Directions for this task:
When a line of the records contains "tracing", copy it.
═════ Supplied records ═════
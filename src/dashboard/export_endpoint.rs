//! Defines the endpoint for downloading the expenses as CSV.

use axum::{
    extract::State,
    http::{HeaderValue, header},
    response::{IntoResponse, Response},
};
use axum_extra::extract::PrivateCookieJar;

use crate::{
    Error,
    ledger::{export_file_name, expenses_to_csv},
    workflow::SessionStore,
};

/// Route handler that sends every expense in the active store as a CSV file.
///
/// The business name and tax year must have been entered, since they name the
/// downloaded file.
pub async fn export_expenses_endpoint(
    State(sessions): State<SessionStore>,
    jar: PrivateCookieJar,
) -> Response {
    let (jar, _, session) = match sessions.load(jar) {
        Ok(loaded) => loaded,
        Err(error) => return error.into_alert_response(),
    };

    let Some(details) = session.business_details() else {
        tracing::debug!("refused CSV export without business details");
        return Error::MissingBusinessDetails.into_alert_response();
    };

    let csv = match session.store.read_all().and_then(|expenses| {
        tracing::info!("exporting {} expenses as CSV", expenses.len());
        expenses_to_csv(&expenses)
    }) {
        Ok(csv) => csv,
        Err(error) => {
            tracing::error!("could not export expenses: {error}");
            return error.into_alert_response();
        }
    };

    let file_name = export_file_name(details.name, details.tax_year);

    (
        jar,
        [
            (
                header::CONTENT_TYPE,
                HeaderValue::from_static("text/csv; charset=utf-8"),
            ),
            (header::CONTENT_DISPOSITION, content_disposition(&file_name)),
        ],
        csv,
    )
        .into_response()
}

/// The `Content-Disposition` header for downloading `file_name`.
///
/// Characters that cannot appear in a quoted header value are replaced with
/// underscores.
fn content_disposition(file_name: &str) -> HeaderValue {
    let safe_name = file_name
        .chars()
        .map(|c| {
            if (c.is_ascii_graphic() && c != '"' && c != '\\') || c == ' ' {
                c
            } else {
                '_'
            }
        })
        .collect::<String>();

    HeaderValue::from_str(&format!("attachment; filename=\"{safe_name}\""))
        .unwrap_or_else(|_| HeaderValue::from_static("attachment"))
}
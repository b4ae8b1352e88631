//! The second step of the workflow: adding expenses to the active store.

mod create_endpoint;
mod view;

pub use create_endpoint::create_expense_endpoint;
pub use view::expense_form_view;
//! A ledger backed by a SQLite file.

use std::path::{Path, PathBuf};

use rusqlite::Connection;

use crate::{
    Error,
    ledger::core::{
        Expense, NewExpense, check_expense_table, create_expense_table, get_all_expenses,
        insert_expense,
    },
};

/// The expense ledger stored in the SQLite file at `path`.
///
/// Each operation opens its own connection and closes it before returning,
/// so a `LedgerStore` is just a path and is cheap to clone.
///
/// Sessions that point at the same file are not coordinated with each other,
/// concurrent appends rely on SQLite's per-statement atomicity.
#[derive(Debug, Clone, PartialEq)]
pub struct LedgerStore {
    path: PathBuf,
}

impl LedgerStore {
    /// Create a handle to the ledger at `path`.
    ///
    /// Nothing is read or written until one of the operations is called.
    pub fn new(path: impl Into<PathBuf>) -> Self {
        Self { path: path.into() }
    }

    /// The path to the SQLite file.
    pub fn path(&self) -> &Path {
        &self.path
    }

    /// The name of the SQLite file, for display.
    pub fn file_name(&self) -> String {
        self.path
            .file_name()
            .map(|name| name.to_string_lossy().into_owned())
            .unwrap_or_else(|| self.path.display().to_string())
    }

    /// Make sure the file exists and has the `expenses` table.
    ///
    /// Calling this on a store that is already initialized leaves its
    /// expenses untouched.
    ///
    /// # Errors
    /// This function will return a:
    /// - [Error::IncompatibleStore] if the file is not a SQLite database or its
    ///   `expenses` table is missing columns,
    /// - [Error::StoreIo] if the file cannot be opened or created,
    /// - or [Error::SqlError] if there is some other SQL error.
    pub fn initialize(&self) -> Result<(), Error> {
        let connection = self.open()?;

        check_expense_table(&connection)?;
        create_expense_table(&connection)?;

        tracing::debug!("initialized expense store {}", self.path.display());

        Ok(())
    }

    /// Check that the file can be used as a ledger without changing it.
    ///
    /// # Errors
    /// Returns the same errors as [LedgerStore::initialize].
    pub fn check_compatible(&self) -> Result<(), Error> {
        let connection = self.open()?;

        check_expense_table(&connection)
    }

    /// Add `expense` to the ledger and return it with its assigned ID.
    ///
    /// # Errors
    /// This function will return a:
    /// - [Error::StoreIo] if the file cannot be opened,
    /// - or [Error::SqlError] if the expense cannot be written, e.g. the store
    ///   has not been initialized or the file is read-only.
    pub fn append(&self, expense: NewExpense) -> Result<Expense, Error> {
        let connection = self.open()?;

        insert_expense(expense, &connection)
    }

    /// Get every expense in the ledger, ordered by ID.
    ///
    /// # Errors
    /// This function will return a:
    /// - [Error::StoreIo] if the file cannot be opened,
    /// - or [Error::SqlError] if there is some SQL error.
    pub fn read_all(&self) -> Result<Vec<Expense>, Error> {
        let connection = self.open()?;

        get_all_expenses(&connection)
    }

    fn open(&self) -> Result<Connection, Error> {
        Connection::open(&self.path)
            .inspect_err(|error| {
                tracing::error!(
                    "could not open expense store {}: {error}",
                    self.path.display()
                )
            })
            .map_err(|error| error.into())
    }
}
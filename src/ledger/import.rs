//! Importing a ledger store uploaded by the user.

use std::{
    io::Write,
    path::{Path, PathBuf},
};

use tempfile::NamedTempFile;

use crate::{Error, ledger::LedgerStore};

/// Every SQLite database file starts with these 16 bytes.
const SQLITE_HEADER: &[u8; 16] = b"SQLite format 3\0";

/// Save the uploaded store `bytes` as `file_name` in `work_dir` and return the
/// store at its new location.
///
/// The bytes are staged in a temporary file and checked with
/// [LedgerStore::check_compatible] before they replace any existing file of the
/// same name, so a rejected upload leaves the working directory untouched.
///
/// # Errors
/// This function will return a:
/// - [Error::InvalidFileName] if `file_name` has no usable final component,
/// - [Error::IncompatibleStore] if the bytes are not a compatible SQLite database,
/// - or [Error::StoreIo] if the file cannot be written.
pub fn import_store(work_dir: &Path, file_name: &str, bytes: &[u8]) -> Result<LedgerStore, Error> {
    let file_name = sanitize_file_name(file_name)?;

    if !bytes.starts_with(SQLITE_HEADER) {
        tracing::debug!("rejected upload {file_name:?}: missing SQLite header");
        return Err(Error::IncompatibleStore(
            "the file is not a SQLite database".to_owned(),
        ));
    }

    let mut staged = NamedTempFile::new_in(work_dir)?;
    staged.write_all(bytes)?;
    staged.flush()?;

    LedgerStore::new(staged.path()).check_compatible()?;

    let target = work_dir.join(&file_name);
    staged
        .persist(&target)
        .map_err(|error| Error::from(error.error))?;

    tracing::info!(
        "imported expense store {} ({} bytes)",
        target.display(),
        bytes.len()
    );

    Ok(LedgerStore::new(target))
}

/// Reduce a client supplied file name to its final path component.
fn sanitize_file_name(file_name: &str) -> Result<PathBuf, Error> {
    // Browsers on Windows may send the full path with backslashes.
    let last_component = file_name.rsplit(['/', '\\']).next().unwrap_or_default();

    match Path::new(last_component).file_name() {
        Some(name) if last_component != "." && last_component != ".." => Ok(PathBuf::from(name)),
        _ => Err(Error::InvalidFileName(file_name.to_owned())),
    }
}

#[cfg(test)]
mod tests {
    use std::{fs, path::PathBuf};

    use time::macros::date;

    use crate::{
        Error,
        ledger::{
            ExpenseCategory, LedgerStore, NewExpense,
            import::{import_store, sanitize_file_name},
        },
    };

    fn create_prior_store(dir: &std::path::Path) -> Vec<u8> {
        let path = dir.join("prior.db");
        let store = LedgerStore::new(&path);
        store.initialize().unwrap();
        store
            .append(
                NewExpense::build(date!(2023 - 05 - 01), ExpenseCategory::Salaries, 5000.0)
                    .description("May payroll"),
            )
            .unwrap();
        store
            .append(
                NewExpense::build(date!(2023 - 05 - 03), ExpenseCategory::Networking, 80.0)
                    .description("Meetup tickets"),
            )
            .unwrap();

        fs::read(&path).unwrap()
    }

    #[test]
    fn imported_store_keeps_records_and_continues_ids() {
        let source_dir = tempfile::tempdir().unwrap();
        let work_dir = tempfile::tempdir().unwrap();
        let bytes = create_prior_store(source_dir.path());

        let store = import_store(work_dir.path(), "acme.db", &bytes).unwrap();
        store.initialize().unwrap();

        assert_eq!(store.path(), work_dir.path().join("acme.db"));
        let prior = store.read_all().unwrap();
        assert_eq!(prior.len(), 2);
        assert_eq!(prior[1].description, "Meetup tickets");

        let next = store
            .append(NewExpense::build(
                date!(2023 - 06 - 01),
                ExpenseCategory::Travel,
                120.0,
            ))
            .unwrap();
        assert_eq!(next.id, prior[1].id + 1);
    }

    #[test]
    fn import_overwrites_existing_file() {
        let source_dir = tempfile::tempdir().unwrap();
        let work_dir = tempfile::tempdir().unwrap();
        let existing = LedgerStore::new(work_dir.path().join("acme.db"));
        existing.initialize().unwrap();
        let bytes = create_prior_store(source_dir.path());

        let store = import_store(work_dir.path(), "acme.db", &bytes).unwrap();

        assert_eq!(store.read_all().unwrap().len(), 2);
    }

    #[test]
    fn rejects_file_without_sqlite_header() {
        let work_dir = tempfile::tempdir().unwrap();

        let result = import_store(work_dir.path(), "notes.db", b"not a database");

        assert_eq!(
            result,
            Err(Error::IncompatibleStore(
                "the file is not a SQLite database".to_owned()
            ))
        );
        assert!(!work_dir.path().join("notes.db").exists());
    }

    #[test]
    fn rejects_incompatible_schema_and_keeps_existing_file() {
        let source_dir = tempfile::tempdir().unwrap();
        let work_dir = tempfile::tempdir().unwrap();

        let existing = LedgerStore::new(work_dir.path().join("acme.db"));
        existing.initialize().unwrap();
        existing
            .append(NewExpense::build(
                date!(2024 - 01 - 15),
                ExpenseCategory::Travel,
                450.0,
            ))
            .unwrap();

        let other_path = source_dir.path().join("other.db");
        let conn = rusqlite::Connection::open(&other_path).unwrap();
        conn.execute("CREATE TABLE expenses (id INTEGER PRIMARY KEY, cost REAL)", ())
            .unwrap();
        drop(conn);
        let bytes = fs::read(&other_path).unwrap();

        let result = import_store(work_dir.path(), "acme.db", &bytes);

        assert!(matches!(result, Err(Error::IncompatibleStore(_))));
        assert_eq!(existing.read_all().unwrap().len(), 1);
    }

    #[test]
    fn sanitize_strips_directories() {
        assert_eq!(
            sanitize_file_name("../../etc/acme.db"),
            Ok(PathBuf::from("acme.db"))
        );
        assert_eq!(
            sanitize_file_name("C:\\Users\\me\\acme.db"),
            Ok(PathBuf::from("acme.db"))
        );
    }

    #[test]
    fn sanitize_rejects_empty_and_dot_names() {
        for name in ["", ".", "..", "dir/"] {
            assert_eq!(
                sanitize_file_name(name),
                Err(Error::InvalidFileName(name.to_owned())),
                "want {name:?} to be rejected"
            );
        }
    }
}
═════
Your response:
        tracing::debug!("refused CSV export without business details");
        tracing::info!("exporting {} expenses as CSV", expenses.len());
            tracing::error!("could not export expenses: {error}");
        tracing::debug!("initialized expense store {}", self.path.display());
                tracing::error!(
        tracing::debug!("rejected upload {file_name:?}: missing SQLite header");
    tracing::info!(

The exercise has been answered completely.